La conviction de J. Beard, qui avait été travailleur social à l’hôpital de Detroit, était que les malades n'étaient pas uniquement définis par leur maladie, mais qu’ils leur restent des « îlots de bien-être et de santé ». Après avoir testé avec succès une méthode consistant en l’implication des patients dans les activités de la vie quotidienne du lieu de vie, J. Beard fit de cette méthode la ligne rouge du fonctionnement d'un clubhouse. C’est la base de la cogestion : salariés et membres bénéficiaires travaillent de concert. Cela permet de valoriser le travail fait par les membres, de les responsabiliser, et ainsi de les relancer dans une démarche positive de reprise de leur vie en main. La philosophie d'un clubhouse s'appuie en effet sur la reprise d'autonomie de ses membres ainsi que sur la « pair-aidance », c'est à dire le partage de bonnes pratiques entre personnes ayant de fortes similitudes (ici, de membre à membre).
Les membres entrants sont ainsi rassurés d'être aidés par des personnes ayant connu les mêmes difficultés auparavant, qui les comprennent et leur expliquent comment remonter la pente d'après leur propre expérience positive. Enfin, la cogestion remet les membres dans un rythme de travail, valorisé ensuite auprès des futurs employeurs. En effet, trouver un travail hors du clubhouse est l'objectif principal de ces personnes, car cela leur permet de gagner en autonomie (financière et sociale), en indépendance et en légitimité renforcée au sein de la société.
Clubhouse France est une association française loi de 1901, à but non lucratif, apolitique et sans obédience religieuse. Cette organisation non gouvernementale (ONG) a été créée en 2010 pour expérimenter pour la première fois le modèle Clubhouse en France. Elle œuvre pour la réinsertion professionnelle des personnes touchées par un handicap psychique.

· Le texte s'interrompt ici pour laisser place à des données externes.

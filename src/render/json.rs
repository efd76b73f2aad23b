// (c) 2024 Ross Younger
//! JSON style

use serde::Serialize;

use super::{applied_params, AppliedParam};
use crate::ssh::{Host, HostType};

#[derive(Serialize)]
struct HostView<'a> {
    name: &'a str,
    alt_names: &'a [String],
    group: &'a str,
    #[serde(rename = "type")]
    host_type: HostType,
    info: &'a [String],
    params: Vec<AppliedParam<'a>>,
}

pub(super) fn host(host: &Host) -> anyhow::Result<String> {
    let view = HostView {
        name: &host.name,
        alt_names: &host.alt_names,
        group: host.group(),
        host_type: host.host_type(),
        info: &host.info,
        params: applied_params(host),
    };
    Ok(serde_json::to_string_pretty(&view)?)
}
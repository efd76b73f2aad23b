//! Loading and saving the managed ssh config file
// (c) 2024 Ross Younger

use std::{
    io::Write,
    path::{Path, PathBuf},
};

use anyhow::{Context as _, Result};
use similar::TextDiff;
use tracing::{debug, info};

use super::{
    model::SshConfig,
    parser::{Parser, ParserOptions},
    writer::{generate, SIGNATURE_LINE},
};
use crate::os::{AbstractPlatform as _, Platform};

/// Where [`ConfigFile::commit`] sends the regenerated text
#[derive(Debug, Clone, Copy, Default, PartialEq, Eq)]
pub enum OutputMode {
    /// Replace the file on disk
    #[default]
    Overwrite,
    /// Write the new text to the given writer, leave the file alone
    Stdout,
    /// Write a unified diff against the loaded text, leave the file alone
    Diff,
}

/// An ssh config file together with its parsed document
#[derive(Debug)]
pub struct ConfigFile {
    path: PathBuf,
    /// Raw lines as loaded, each with its newline
    original: Vec<String>,
    /// The document. Mutate this, then [`commit`](ConfigFile::commit).
    pub config: SshConfig,
}

/// Splits text into lines, keeping each line's newline
fn split_lines(text: &str) -> Vec<String> {
    text.split_inclusive('\n').map(ToOwned::to_owned).collect()
}

impl ConfigFile {
    /// Reads and parses the file at `path`.
    ///
    /// If the file does not exist, `confirm_create` is asked whether to create it.
    /// On yes an empty, signed file readable only by its owner is created; on no this is an error.
    pub fn open<F>(path: &Path, options: ParserOptions, confirm_create: F) -> Result<Self>
    where
        F: FnOnce(&Path) -> bool,
    {
        let original = if path.exists() {
            let text = std::fs::read_to_string(path)
                .with_context(|| format!("reading {}", path.display()))?;
            split_lines(&text)
        } else {
            if !confirm_create(path) {
                anyhow::bail!("SSH config file {} does not exist", path.display());
            }
            Self::create(path)?;
            vec![SIGNATURE_LINE.to_owned()]
        };
        debug!("read {} lines from {}", original.len(), path.display());
        let config = Parser::new(options)
            .parse(original.as_slice())
            .with_context(|| format!("parsing {}", path.display()))?;
        Ok(Self {
            path: path.to_owned(),
            original,
            config,
        })
    }

    fn create(path: &Path) -> Result<()> {
        if let Some(parent) = path.parent().filter(|p| !p.as_os_str().is_empty()) {
            std::fs::create_dir_all(parent)
                .with_context(|| format!("creating directory {}", parent.display()))?;
        }
        std::fs::write(path, SIGNATURE_LINE)
            .with_context(|| format!("creating {}", path.display()))?;
        Platform::restrict_permissions(path)?;
        info!("created {}", path.display());
        Ok(())
    }

    /// The file this was loaded from
    #[must_use]
    pub fn path(&self) -> &Path {
        &self.path
    }

    /// The lines as loaded
    #[must_use]
    pub fn original(&self) -> &[String] {
        &self.original
    }

    /// Regenerates the file text from the current document
    #[must_use]
    pub fn render(&self) -> Vec<String> {
        generate(&self.config)
    }

    /// Unified diff from the loaded text to the regenerated text.
    /// Empty if nothing would change.
    #[must_use]
    pub fn diff(&self) -> String {
        let old = self.original.concat();
        let new = self.render().concat();
        TextDiff::from_lines(&old, &new)
            .unified_diff()
            .header("original", "modified")
            .to_string()
    }

    /// Emits the regenerated text according to `mode`.
    ///
    /// Only [`OutputMode::Overwrite`] touches the file; the other modes write to `out`.
    pub fn commit<W: Write>(&mut self, mode: OutputMode, out: &mut W) -> Result<()> {
        match mode {
            OutputMode::Overwrite => {
                let lines = self.render();
                std::fs::write(&self.path, lines.concat())
                    .with_context(|| format!("writing {}", self.path.display()))?;
                info!("updated {}", self.path.display());
                self.original = lines;
            }
            OutputMode::Stdout => out.write_all(self.render().concat().as_bytes())?,
            OutputMode::Diff => out.write_all(self.diff().as_bytes())?,
        }
        Ok(())
    }
}

///////////////////////////////////////////////////////////////////////////////////////

#[cfg(test)]
mod test {
    use std::os::unix::fs::PermissionsExt as _;

    use assertables::{assert_contains, assert_starts_with};

    use super::{ConfigFile, OutputMode};
    use crate::{
        ssh::{model::Host, parser::ParserOptions, writer::SIGNATURE_LINE},
        util::make_test_tempfile,
    };

    const CONTENT: &str = "Host a\n    user me\n";

    fn open(path: &std::path::Path) -> ConfigFile {
        ConfigFile::open(path, ParserOptions::default(), |_| panic!("unexpected prompt")).unwrap()
    }

    #[test]
    fn load_existing() {
        let (path, _tempdir) = make_test_tempfile(CONTENT, "config");
        let file = open(&path);
        assert_eq!(file.original(), &["Host a\n", "    user me\n"]);
        assert!(file.config.check_host_by_name("a"));
        assert_eq!(file.path(), path);
    }

    #[test]
    fn missing_file_declined() {
        let tempdir = tempfile::tempdir().unwrap();
        let path = tempdir.path().join("nope");
        let err = ConfigFile::open(&path, ParserOptions::default(), |_| false).unwrap_err();
        assert_contains!(err.to_string(), "does not exist");
        assert!(!path.exists());
    }

    #[test]
    fn missing_file_created() {
        let tempdir = tempfile::tempdir().unwrap();
        let path = tempdir.path().join(".ssh").join("config");
        let mut asked = false;
        let file = ConfigFile::open(&path, ParserOptions::default(), |_| {
            asked = true;
            true
        })
        .unwrap();
        assert!(asked);
        assert_eq!(std::fs::read_to_string(&path).unwrap(), SIGNATURE_LINE);
        let mode = std::fs::metadata(&path).unwrap().permissions().mode();
        assert_eq!(mode & 0o777, 0o600);
        assert_eq!(file.config.groups().len(), 1);
    }

    #[test]
    fn stdout_and_diff_leave_file_alone() {
        let (path, _tempdir) = make_test_tempfile(CONTENT, "config");
        let mut file = open(&path);
        assert!(file.config.add_host(Host::new("b", "default")));

        let mut out = Vec::new();
        file.commit(OutputMode::Stdout, &mut out).unwrap();
        let text = String::from_utf8(out).unwrap();
        assert_starts_with!(text, SIGNATURE_LINE);
        assert_contains!(text, "Host b\n");

        let mut out = Vec::new();
        file.commit(OutputMode::Diff, &mut out).unwrap();
        let diff = String::from_utf8(out).unwrap();
        assert_contains!(diff, "--- original");
        assert_contains!(diff, "+++ modified");
        assert_contains!(diff, "+Host b");

        assert_eq!(std::fs::read_to_string(&path).unwrap(), CONTENT);
    }

    #[test]
    fn overwrite() {
        let (path, _tempdir) = make_test_tempfile(CONTENT, "config");
        let mut file = open(&path);
        file.config.host_mut("a").unwrap().params.push("Port", "2222");
        file.commit(OutputMode::Overwrite, &mut std::io::sink()).unwrap();

        let written = std::fs::read_to_string(&path).unwrap();
        assert_eq!(
            written,
            format!("{SIGNATURE_LINE}\nHost a\n    port 2222\n    user me\n\n")
        );
        // nothing left to change
        assert!(file.diff().is_empty());
        let reread = open(&path);
        assert_eq!(reread.config, file.config);
    }
}
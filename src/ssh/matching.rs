//! Host matching
// (c) 2024 Ross Younger

/// Shell-style glob match of a host name against a pattern host's name.
/// `*` matches any run of characters, `?` exactly one.
pub(super) fn pattern_matches(pattern: &str, host: &str) -> bool {
    wildmatch::WildMatch::new(pattern).matches(host)
}

///////////////////////////////////////////////////////////////////////////////////////
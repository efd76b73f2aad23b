// (c) 2024 Ross Younger
//! Tabular style, and the list views

use std::collections::BTreeMap;

use tabled::{builder::Builder, settings::Style, Table, Tabled};

use super::applied_params;
use crate::ssh::{Group, Host, Source};

/// Parameters shown in every host list
const LIST_PARAMS: &[&str] = &["hostname", "user"];

#[derive(Tabled)]
struct Row {
    parameter: String,
    value: String,
    source: String,
}

impl Row {
    fn new(parameter: &str, value: &str, source: &str) -> Self {
        Self {
            parameter: parameter.into(),
            value: value.into(),
            source: source.into(),
        }
    }
}

pub(super) fn host(host: &Host) -> String {
    let mut rows = vec![
        Row::new("name", &host.name, ""),
        Row::new("group", host.group(), ""),
        Row::new("type", &host.host_type().to_string(), ""),
    ];
    if !host.alt_names.is_empty() {
        rows.push(Row::new("aliases", &host.alt_names.join(" "), ""));
    }
    if !host.info.is_empty() {
        rows.push(Row::new("info", &host.info.join("\n"), ""));
    }
    for p in applied_params(host) {
        let values: Vec<&str> = p.value.iter().collect();
        rows.push(Row::new(
            &format!("param:{}", p.keyword),
            &values.join("\n"),
            &p.source.to_string(),
        ));
    }
    Table::new(rows).with(Style::sharp()).to_string()
}

/// Formats an applied value for a list cell: inherited values name their source
fn cell(host: &Host, keyword: &str) -> String {
    match host.applied_param(keyword) {
        None => String::new(),
        Some((value, Source::Local)) => value.iter().collect::<Vec<_>>().join("\n"),
        Some((value, source)) => value
            .iter()
            .map(|v| format!("{v} ({source})"))
            .collect::<Vec<_>>()
            .join("\n"),
    }
}

/// Tabulates hosts, one per row.
///
/// Shows `hostname` and `user`; with `verbose`, every parameter that applies to any listed host.
#[must_use]
pub fn host_list(hosts: &[&Host], verbose: bool) -> String {
    let mut params: Vec<&str> = LIST_PARAMS.to_vec();
    if verbose {
        for host in hosts {
            for name in host.all_param_names() {
                if !params.contains(&name) {
                    params.push(name);
                }
            }
        }
    }

    let mut builder = Builder::default();
    let mut header = vec!["name".to_owned(), "group".to_owned(), "type".to_owned()];
    header.extend(params.iter().map(|p| format!("param:{p}")));
    builder.push_record(header);

    for host in hosts {
        let name = if host.alt_names.is_empty() {
            host.name.clone()
        } else {
            format!("{} ({})", host.name, host.alt_names.join(","))
        };
        let mut record = vec![name, host.group().to_owned(), host.host_type().to_string()];
        record.extend(params.iter().map(|p| cell(host, p)));
        builder.push_record(record);
    }
    builder.build().with(Style::sharp()).to_string()
}

#[derive(Tabled)]
struct GroupRow {
    name: String,
    hosts: usize,
    patterns: usize,
    desc: String,
    info: String,
}

/// Tabulates groups, one per row
#[must_use]
pub fn group_list(groups: &[Group]) -> String {
    let rows = groups.iter().map(|g| GroupRow {
        name: g.name.clone(),
        hosts: g.hosts().len(),
        patterns: g.patterns().len(),
        desc: g.desc.clone(),
        info: g.info.join("\n"),
    });
    Table::new(rows).with(Style::sharp()).to_string()
}

/// Tabulates the options saved in the ssh config file
#[must_use]
pub fn options(opts: &BTreeMap<String, String>) -> String {
    let mut builder = Builder::default();
    builder.push_record(["option", "value"]);
    for (key, value) in opts {
        builder.push_record([key.as_str(), value.as_str()]);
    }
    builder.build().with(Style::sharp()).to_string()
}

Clubhouse France est soutenue par Clubhouse International depuis sa création.
L’association poursuit trois objectifs : rompre l’isolement des personnes touchées par un trouble psychique - faciliter la réinsertion professionnelle ou le maintien dans l’emploi - sensibiliser l’opinion publique et celle des entreprises sur les troubles psychiques.
Clubhouse Paris (premier et unique clubhouse français, ouvert en 2011) regroupe, en 2014, plus de 100 membres et salariés.
Son fonctionnement repose sur une éthique participative et collaborative. L’effectif présent se répartit quotidiennement les tâches de cogestion et les ateliers ayant pour but de privilégier l’accès à l’emploi de combattre les stigmatisations et les discriminations liées aux troubles psychiques.
Le lieu fonctionne 5 jours sur 7, de 9h30 à 17h30.
Les activités sont animées conjointement par les membres (les usagers en santé mentale), qui sont une cinquantaine, et les salariés (actuellement trois). « L'égalité absolue entre le staff et nous est un facteur essentiel pour retrouver l'estime de soi », assure l'un des usagers.
A la suite de réunions biquotidiennes, chacun s'inscrit sur un tableau pour une tâche : accueil, comptabilité, repas, formation, communication... Une usagère, qui, depuis qu'elle fréquente le club, a pu diminuer son traitement, met l'accent sur la « pêche aux nouvelles », qui consiste à s'enquérir du sort d'un membre inhabituellement absent. Autant d'activités, si basiques soient-elles, qui redonnent confiance en soi. Un atelier d'écriture devrait ouvrir le samedi et un autre de théâtre le dimanche.
Une autre usagère précise avoir trouvé au clubhouse un lieu « sans blouses blanches » et des « gens positifs ». « Ici, on n'est pas des pathologies sur pattes », confirme un autre. Tous confient avoir retrouvé l'envie d'agir et de faire des projets.
Le premier bilan a été positif, 80 usagers du Clubhouse Paris ayant accédé à un stage et/ou un emploi et/ou une formation.
Par ailleurs, 8 entreprises se sont engagées à réfléchir à la création d'« emplois de transition », qui seraient réservés aux membres du Clubhouse pour 6 à 9 mois, et qui seraient reconductibles.